Interesting observation. 308, Remington 5R with about 1200 rounds down the pipe. I went out to shoot a short OCW work-up with some new primers and Berger 175Gr OTM bullets. Noticed that the velocity was progressively lower as I work thru the second and third round of each charge weight. Lapua brass, Wolf primers, brass matched as to number of firings, date of processing, etc., Varget powder.

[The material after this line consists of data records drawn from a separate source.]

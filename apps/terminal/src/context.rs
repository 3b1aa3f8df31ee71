//! Shared handles for one terminal session.

use vega_db::Database;

/// Everything a session needs that outlives a single command.
///
/// Clone-cheap: the database handle wraps a pooled connection set, and the
/// identifiers are small strings copied at startup.
#[derive(Debug, Clone)]
pub struct AppContext {
    /// Database handle (lookups, commits, unknown-code log).
    pub db: Database,

    /// Cashier stamped on committed tickets.
    pub cashier_id: String,

    /// This register's device id, for logging.
    pub device_id: String,
}

impl AppContext {
    pub fn new(db: Database, cashier_id: impl Into<String>, device_id: impl Into<String>) -> Self {
        AppContext {
            db,
            cashier_id: cashier_id.into(),
            device_id: device_id.into(),
        }
    }
}
//! # Event Sink
//!
//! The session reports what happened through a trait so the display layer
//! is pluggable: the headless binary prints lines, tests capture events in
//! a vec, a future GUI would forward them to its event system.

use std::sync::Mutex;

use vega_core::{Cart, Ticket};
use vega_scan::{Frame, Severity};

/// Receives session events for display.
pub trait EventSink: Send + Sync {
    /// A status line (scan resolved, item rejected, scanner lost, ...).
    fn status(&self, message: &str, severity: Severity);

    /// The cart changed; `cart` is the post-mutation state.
    fn cart_changed(&self, cart: &Cart);

    /// A sale committed; the ticket is durable.
    fn sale_committed(&self, ticket: &Ticket);

    /// A camera frame for the preview pane. Default: ignored.
    fn preview(&self, _frame: &Frame) {}
}

/// Sink that drops everything (tests that don't inspect events).
pub struct NoOpSink;

impl EventSink for NoOpSink {
    fn status(&self, _message: &str, _severity: Severity) {}
    fn cart_changed(&self, _cart: &Cart) {}
    fn sale_committed(&self, _ticket: &Ticket) {}
}

/// Sink for the headless binary: one line per event on stdout.
pub struct ConsoleSink;

impl EventSink for ConsoleSink {
    fn status(&self, message: &str, severity: Severity) {
        let tag = match severity {
            Severity::Info => " i ",
            Severity::Success => " ✓ ",
            Severity::Warning => " ! ",
            Severity::Error => " ✗ ",
        };
        println!("[{tag}] {message}");
    }

    fn cart_changed(&self, cart: &Cart) {
        for (index, line) in cart.lines().iter().enumerate() {
            println!(
                "  {:>2}. {:<30} x{:<3} {:>8}",
                index + 1,
                line.name,
                line.quantity,
                format_cents(line.line_total_cents()),
            );
        }
        println!(
            "      subtotal {}  discount {}  total {}",
            format_cents(cart.subtotal_cents()),
            format_cents(cart.discount_cents()),
            format_cents(cart.display_total_cents()),
        );
    }

    fn sale_committed(&self, ticket: &Ticket) {
        println!(
            "[ ✓ ] {} committed: total {} paid {} change {}",
            ticket.ticket_number,
            format_cents(ticket.total_cents),
            format_cents(ticket.payment_cents),
            format_cents(ticket.change_cents),
        );
    }
}

fn format_cents(cents: i64) -> String {
    format!("{}.{:02}", cents / 100, (cents % 100).abs())
}

/// Sink that records events for assertions.
#[derive(Default)]
pub struct RecordingSink {
    pub statuses: Mutex<Vec<(String, Severity)>>,
    pub committed: Mutex<Vec<String>>,
}

impl EventSink for RecordingSink {
    fn status(&self, message: &str, severity: Severity) {
        if let Ok(mut statuses) = self.statuses.lock() {
            statuses.push((message.to_string(), severity));
        }
    }

    fn cart_changed(&self, _cart: &Cart) {}

    fn sale_committed(&self, ticket: &Ticket) {
        if let Ok(mut committed) = self.committed.lock() {
            committed.push(ticket.ticket_number.clone());
        }
    }
}
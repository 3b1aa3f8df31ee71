//! # Session Error Types
//!
//! The terminal-facing error type. Everything the session loop can fail
//! with collapses here so the display layer has one thing to format.
//!
//! ## Error Flow
//! ```text
//! ┌─────────────────────────────────────────────────────────────────────────┐
//! │  CoreError (cart/checkout)  ──┐                                         │
//! │  DbError (lookups/commit)   ──┼──► SessionError ──► status line         │
//! │  Config / IO                ──┘                                         │
//! └─────────────────────────────────────────────────────────────────────────┘
//! ```

use thiserror::Error;
use vega_core::CoreError;
use vega_db::DbError;

/// Errors surfaced by the session loop.
#[derive(Debug, Error)]
pub enum SessionError {
    /// Business-rule rejection (out of stock, empty cart, bad amount).
    /// The cart is unchanged; the message is shown to the cashier.
    #[error(transparent)]
    Core(#[from] CoreError),

    /// Database failure (lookup, commit transaction).
    #[error(transparent)]
    Db(#[from] DbError),

    /// Configuration load or validation failure.
    #[error("Configuration error: {0}")]
    Config(String),

    /// A commit was requested while another is still in flight.
    #[error("A commit is already in progress")]
    CommitInFlight,
}

/// Result type for session operations.
pub type SessionResult<T> = Result<T, SessionError>;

I shot these round robin (Low to high, high to low, low to high by charge weight) And did not allow for barrel cooling in between each round. Note that the fourth charge weight (44.9 Gr) did not exhibit the progressive drop in velocity across the spread of rounds.

Berger 175 OTM
LOAD 1 2 3
44 2664 2643 2619
44.3 2662 2646 2625
44.6 2670 2659 2644
44.9 2689 2690 2675

I puzzled about it and was about to write it off as an issue with the scale that I trickled up on, but then remembered that I also shot an OCW run with SMK 175's which did not exhibit this decrease in velocity. Shot that run in the same manner after a brief barrel cooling period.

SMK 175

LOAD 1 2 3
44 2623 2640 2631
44.3 2662 2661 2648
44.6 2665 2646 2660
44.9 2674 2663 2680





What's going on with the Bergers that I need to know about?

Thanks,

RMD
 
Looks like the 2690 is an outlier. Is it repeatable?

I wouldn't place too much emphasis on such a small sample.
 
Something I've seen in the past was that the muzzle velocities out of a cold clean barrel were different from a hot, dirty barrel. The initial velocity was often higher initially and dropped slightly as the barrel fouled a bit and it was no longer bare bullet jacket riding against the lands.

To me it looks like the numbers from the SMKs, which were "shot after a brief cooling period" were from a bore that had stabilized in terms of fouling, temperature, as opposed to the numbers from the Bergers, which look like they came from a cold clean barrel. If the barrel was in fact warmed up and fouled when you shot the OCW with the Berger OTMs... then we're back to instrumental error and small sample sizes being unreliable indicators of much of anything.
 
The barrel was fouled and cold initially when I shot the Bergers. As I said, I shot them round robin, so after the initial cold bore shot, there was no bias toward any given charge.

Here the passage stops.